Increased thoraco-pulmonary compliance and functional residual capacity

This might be associated with a decrease in the intra-pulmonary shunt due to PEEP maintenance and lower atelectasis in dependant regions of the lungs [22]. NMBAs improve the mechanical viscoelastic properties of the chest wall. An improved ventilation–perfusion ratio may also be related to a more uniform distribution of lung perfusion due to the application of lower pulmonary pressure, favouring the perfusion of ventilated areas and decreasing the intra-pulmonary shunt [23].
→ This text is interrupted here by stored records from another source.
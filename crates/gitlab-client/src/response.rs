use ureq::http;

/// Snapshot of an HTTP response's status and headers.
///
/// Returned alongside every decoded result, and carried by [`GitLabError`]
/// for API and decode failures, so callers can always inspect what the
/// server actually sent.
///
/// [`GitLabError`]: crate::GitLabError
#[derive(Debug, Clone, PartialEq, Eq, Default)]
pub struct Response {
    pub status: u16,
    headers: Vec<(String, String)>,

    // GitLab pagination headers
    pub total_items: Option<u64>,
    pub total_pages: Option<u64>,
    pub items_per_page: Option<u64>,
    pub current_page: Option<u64>,
    pub next_page: Option<u64>,
    pub previous_page: Option<u64>,
}

impl Response {
    pub(crate) fn from_http<B>(response: &http::Response<B>) -> Self {
        let headers = response
            .headers()
            .iter()
            .filter_map(|(name, value)| {
                value
                    .to_str()
                    .ok()
                    .map(|v| (name.as_str().to_ascii_lowercase(), v.to_string()))
            })
            .collect();

        Self::new(response.status().as_u16(), headers)
    }

    /// Build a response from a status and raw header pairs.
    pub fn new(status: u16, headers: Vec<(String, String)>) -> Self {
        let mut response = Self {
            status,
            headers,
            ..Default::default()
        };

        response.total_items = response.header_u64("x-total");
        response.total_pages = response.header_u64("x-total-pages");
        response.items_per_page = response.header_u64("x-per-page");
        response.current_page = response.header_u64("x-page");
        response.next_page = response.header_u64("x-next-page");
        response.previous_page = response.header_u64("x-prev-page");
        response
    }

    /// Case-insensitive header lookup. Returns the first value.
    pub fn header(&self, name: &str) -> Option<&str> {
        self.headers
            .iter()
            .find(|(k, _)| k.eq_ignore_ascii_case(name))
            .map(|(_, v)| v.as_str())
    }

    pub fn headers(&self) -> impl Iterator<Item = (&str, &str)> {
        self.headers.iter().map(|(k, v)| (k.as_str(), v.as_str()))
    }

    pub fn is_success(&self) -> bool {
        (200..300).contains(&self.status)
    }

    fn header_u64(&self, name: &str) -> Option<u64> {
        self.header(name).and_then(|v| v.trim().parse::<u64>().ok())
    }
}
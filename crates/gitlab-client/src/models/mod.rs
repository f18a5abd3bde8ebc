mod draft_note;
mod options;

pub use draft_note::*;
pub use options::*;
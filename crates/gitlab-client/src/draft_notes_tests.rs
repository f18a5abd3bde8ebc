//! Unit tests for the draft notes resource using wiremock

#[cfg(test)]
mod tests {
    use crate::client::GitLabClient;
    use crate::models::*;
    use wiremock::matchers::{body_json, body_string, header, method, path, query_param};
    use wiremock::{Mock, MockServer, ResponseTemplate};

    const NOTES_PATH: &str = "/api/v4/projects/1/merge_requests/4329/draft_notes";

    fn client_for(server: &MockServer) -> GitLabClient {
        GitLabClient::new(&format!("{}/api/v4", server.uri()), "test-token")
    }

    /// Helper to create a mock draft note response without a position
    fn mock_draft_note(id: u64, note: &str) -> serde_json::Value {
        serde_json::json!({
            "id": id,
            "author_id": 10271899,
            "merge_request_id": 291473309,
            "resolve_discussion": false,
            "discussion_id": null,
            "note": note,
            "commit_id": null,
            "line_code": null,
            "position": null
        })
    }

    fn mock_positioned_draft_note() -> serde_json::Value {
        serde_json::json!({
            "id": 37349979,
            "author_id": 10271899,
            "merge_request_id": 291473309,
            "resolve_discussion": false,
            "discussion_id": null,
            "note": "Some draft note 2",
            "commit_id": null,
            "line_code": "3dacf79e0d779e2baa1c700cf56510e42f55cf85_10_9",
            "position": {
                "base_sha": "64581c4ee41beb44d943d7801f82d9038e25e453",
                "start_sha": "87bffbff93bf334889780f54ae1922355661f867",
                "head_sha": "2c972dbf9094c380f5f00dcd8112d2c69b24c859",
                "old_path": "src/some-dir/some-file.js",
                "new_path": "src/some-dir/some-file.js",
                "position_type": "text",
                "old_line": null,
                "new_line": 9,
                "line_range": {
                    "start": {
                        "line_code": "3dacf79e0d779e2baa1c700cf56510e42f55cf85_10_9",
                        "type": "new",
                        "old_line": null,
                        "new_line": 9
                    },
                    "end": {
                        "line_code": "3dacf79e0d779e2baa1c700cf56510e42f55cf85_10_9",
                        "type": "new",
                        "old_line": null,
                        "new_line": 9
                    }
                }
            }
        })
    }

    #[tokio::test]
    async fn test_get_draft_note() {
        let mock_server = MockServer::start().await;

        Mock::given(method("GET"))
            .and(path(format!("{}/3", NOTES_PATH)))
            .and(header("PRIVATE-TOKEN", "test-token"))
            .respond_with(ResponseTemplate::new(200).set_body_json(serde_json::json!({
                "id": 37349978,
                "author_id": 10271899,
                "merge_request_id": 291473309,
                "note": "Some draft note"
            })))
            .mount(&mock_server)
            .await;

        let client = client_for(&mock_server);
        let (note, response) = client.draft_notes().get_draft_note("1", 4329, 3).unwrap();

        assert_eq!(response.status, 200);
        assert_eq!(
            note,
            DraftNote {
                id: 37349978,
                author_id: 10271899,
                merge_request_id: 291473309,
                note: "Some draft note".to_string(),
                ..Default::default()
            }
        );
    }

    #[tokio::test]
    async fn test_list_draft_notes_keeps_server_order() {
        let mock_server = MockServer::start().await;

        Mock::given(method("GET"))
            .and(path(NOTES_PATH))
            .respond_with(ResponseTemplate::new(200).set_body_json(serde_json::json!([
                mock_draft_note(37349978, "Some draft note"),
                mock_positioned_draft_note()
            ])))
            .mount(&mock_server)
            .await;

        let client = client_for(&mock_server);
        let (notes, _) = client
            .draft_notes()
            .list_draft_notes("1", 4329, None)
            .unwrap();

        assert_eq!(notes.len(), 2);
        assert_eq!(notes[0].id, 37349978);
        assert_eq!(notes[0].position, None);
        assert_eq!(notes[1].id, 37349979);

        let line = LinePosition {
            line_code: "3dacf79e0d779e2baa1c700cf56510e42f55cf85_10_9".to_string(),
            line_type: "new".to_string(),
            old_line: None,
            new_line: Some(9),
        };
        let expected = NotePosition {
            base_sha: "64581c4ee41beb44d943d7801f82d9038e25e453".to_string(),
            start_sha: "87bffbff93bf334889780f54ae1922355661f867".to_string(),
            head_sha: "2c972dbf9094c380f5f00dcd8112d2c69b24c859".to_string(),
            old_path: "src/some-dir/some-file.js".to_string(),
            new_path: "src/some-dir/some-file.js".to_string(),
            position_type: "text".to_string(),
            new_line: Some(9),
            line_range: Some(LineRange {
                start: Some(line.clone()),
                end: Some(line),
            }),
            ..Default::default()
        };
        assert_eq!(notes[1].position.as_ref(), Some(&expected));
        assert_eq!(
            notes[1].line_code.as_deref(),
            Some("3dacf79e0d779e2baa1c700cf56510e42f55cf85_10_9")
        );
    }

    #[tokio::test]
    async fn test_list_draft_notes_passes_options_as_query() {
        let mock_server = MockServer::start().await;

        Mock::given(method("GET"))
            .and(path(NOTES_PATH))
            .and(query_param("page", "2"))
            .and(query_param("per_page", "1"))
            .and(query_param("sort", "asc"))
            .respond_with(
                ResponseTemplate::new(200)
                    .insert_header("X-Page", "2")
                    .insert_header("X-Next-Page", "")
                    .insert_header("X-Total", "2")
                    .set_body_json(serde_json::json!([mock_draft_note(2, "second")])),
            )
            .mount(&mock_server)
            .await;

        let client = client_for(&mock_server);
        let options = ListDraftNotesOptions {
            page: Some(2),
            per_page: Some(1),
            sort: Some("asc".to_string()),
            ..Default::default()
        };
        let (notes, response) = client
            .draft_notes()
            .list_draft_notes("1", 4329, Some(&options))
            .unwrap();

        assert_eq!(notes.len(), 1);
        assert_eq!(response.current_page, Some(2));
        assert_eq!(response.next_page, None);
        assert_eq!(response.total_items, Some(2));
    }

    #[tokio::test]
    async fn test_create_draft_note_sends_only_set_fields() {
        let mock_server = MockServer::start().await;

        Mock::given(method("POST"))
            .and(path(NOTES_PATH))
            .and(header("Content-Type", "application/json"))
            .and(body_json(serde_json::json!({"note": "Some new draft note"})))
            .respond_with(
                ResponseTemplate::new(201)
                    .set_body_json(mock_draft_note(37349980, "Some new draft note")),
            )
            .mount(&mock_server)
            .await;

        let client = client_for(&mock_server);
        let (note, response) = client
            .draft_notes()
            .create_draft_note("1", 4329, &CreateDraftNoteOptions::new("Some new draft note"))
            .unwrap();

        assert_eq!(response.status, 201);
        assert_eq!(note.id, 37349980);
        assert_eq!(note.note, "Some new draft note");
    }

    #[tokio::test]
    async fn test_create_draft_note_reply_with_resolve() {
        let mock_server = MockServer::start().await;

        Mock::given(method("POST"))
            .and(path(NOTES_PATH))
            .and(body_json(serde_json::json!({
                "note": "Fixed",
                "in_reply_to_discussion_id": "6a9c1750b37d513a43987b574953fceb50b03ce7",
                "resolve_discussion": true
            })))
            .respond_with(ResponseTemplate::new(201).set_body_json(serde_json::json!({
                "id": 5,
                "note": "Fixed",
                "merge_request_id": 291473309,
                "resolve_discussion": true,
                "discussion_id": "6a9c1750b37d513a43987b574953fceb50b03ce7"
            })))
            .mount(&mock_server)
            .await;

        let client = client_for(&mock_server);
        let options = CreateDraftNoteOptions {
            in_reply_to_discussion_id: Some("6a9c1750b37d513a43987b574953fceb50b03ce7".to_string()),
            resolve_discussion: Some(true),
            ..CreateDraftNoteOptions::new("Fixed")
        };
        let (note, _) = client
            .draft_notes()
            .create_draft_note("1", 4329, &options)
            .unwrap();

        assert!(note.resolve_discussion);
        assert_eq!(
            note.discussion_id.as_deref(),
            Some("6a9c1750b37d513a43987b574953fceb50b03ce7")
        );
    }

    #[tokio::test]
    async fn test_update_draft_note_uses_put() {
        let mock_server = MockServer::start().await;

        // Verify PUT method is used (not PATCH)
        Mock::given(method("PUT"))
            .and(path(format!("{}/3", NOTES_PATH)))
            .and(body_json(serde_json::json!({"note": "Some changed draft note"})))
            .respond_with(
                ResponseTemplate::new(200)
                    .set_body_json(mock_draft_note(3, "Some changed draft note")),
            )
            .mount(&mock_server)
            .await;

        let client = client_for(&mock_server);
        let update = UpdateDraftNoteOptions {
            note: Some("Some changed draft note".to_string()),
            ..Default::default()
        };
        let (note, _) = client
            .draft_notes()
            .update_draft_note("1", 4329, 3, &update)
            .unwrap();

        assert_eq!(note.id, 3);
        assert_eq!(note.note, "Some changed draft note");
    }

    #[tokio::test]
    async fn test_delete_draft_note() {
        let mock_server = MockServer::start().await;

        Mock::given(method("DELETE"))
            .and(path(format!("{}/3", NOTES_PATH)))
            .and(body_string(""))
            .respond_with(ResponseTemplate::new(204))
            .expect(1)
            .mount(&mock_server)
            .await;

        let client = client_for(&mock_server);
        let response = client.draft_notes().delete_draft_note("1", 4329, 3).unwrap();
        assert_eq!(response.status, 204);
    }

    #[tokio::test]
    async fn test_publish_draft_note() {
        let mock_server = MockServer::start().await;

        Mock::given(method("PUT"))
            .and(path(format!("{}/3/publish", NOTES_PATH)))
            .and(body_string(""))
            .respond_with(ResponseTemplate::new(204))
            .expect(1)
            .mount(&mock_server)
            .await;

        let client = client_for(&mock_server);
        let response = client.draft_notes().publish_draft_note("1", 4329, 3).unwrap();
        assert_eq!(response.status, 204);
    }

    #[tokio::test]
    async fn test_publish_all_draft_notes() {
        let mock_server = MockServer::start().await;

        Mock::given(method("POST"))
            .and(path(format!("{}/bulk_publish", NOTES_PATH)))
            .and(body_string(""))
            .respond_with(ResponseTemplate::new(204))
            .expect(1)
            .mount(&mock_server)
            .await;

        let client = client_for(&mock_server);
        let response = client
            .draft_notes()
            .publish_all_draft_notes("1", 4329)
            .unwrap();
        assert_eq!(response.status, 204);
    }

    #[tokio::test]
    async fn test_project_path_is_escaped() {
        let mock_server = MockServer::start().await;

        Mock::given(method("POST"))
            .and(path(
                "/api/v4/projects/my-group%2Fmy-project/merge_requests/7/draft_notes/bulk_publish",
            ))
            .respond_with(ResponseTemplate::new(204))
            .expect(1)
            .mount(&mock_server)
            .await;

        let client = client_for(&mock_server);
        client
            .draft_notes()
            .publish_all_draft_notes("my-group/my-project", 7)
            .unwrap();
    }

    #[tokio::test]
    async fn test_every_operation_reports_api_errors() {
        let mock_server = MockServer::start().await;

        Mock::given(wiremock::matchers::any())
            .respond_with(ResponseTemplate::new(404).set_body_json(serde_json::json!({
                "message": "404 Not found"
            })))
            .mount(&mock_server)
            .await;

        let client = client_for(&mock_server);
        let drafts = client.draft_notes();
        let errors = vec![
            drafts.get_draft_note(1u64, 4329, 3).unwrap_err(),
            drafts.list_draft_notes(1u64, 4329, None).unwrap_err(),
            drafts
                .create_draft_note(1u64, 4329, &CreateDraftNoteOptions::new("x"))
                .unwrap_err(),
            drafts
                .update_draft_note(1u64, 4329, 3, &UpdateDraftNoteOptions::default())
                .unwrap_err(),
            drafts.delete_draft_note(1u64, 4329, 3).unwrap_err(),
            drafts.publish_draft_note(1u64, 4329, 3).unwrap_err(),
            drafts.publish_all_draft_notes(1u64, 4329).unwrap_err(),
        ];

        for err in errors {
            assert!(err.is_not_found(), "unexpected error: {err:?}");
            assert_eq!(err.response().map(|r| r.status), Some(404));
            assert!(err.to_string().contains("404 Not found"));
        }
    }
}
Better regional distribution of the tidal volume

NMBAs could avoid or limit the overdistension of high compliance territories and promoting the recruitment of areas with smaller compliance.

Anti-inflammatory effects

The lower production of proinflammatory cytokines in the lung and the blood reported in patients receiving cisatracurium [24] has suggested an “anti-inflammatory” role for NMBAs. Two mechanisms could be involved: first, a reduced inflammation through the reduction of ventilator-induced lung injury (VILI). The second hypothesis is a direct “anti-inflammatory” effect of cisatracurium (see “Biological effects” section).

Biological effects of NMBAs

NMBAs have multiple, potentially positive, biological effects in humans [25]. In patients with moderate-to-severe ARDS, NMBAs administration has been associated with lower local and systemic release of inflammation, epithelial dysfunction, and endothelial injury biomarkers, such as IL-8, surfactant protein-D, and von Willebrand factor [24, 26].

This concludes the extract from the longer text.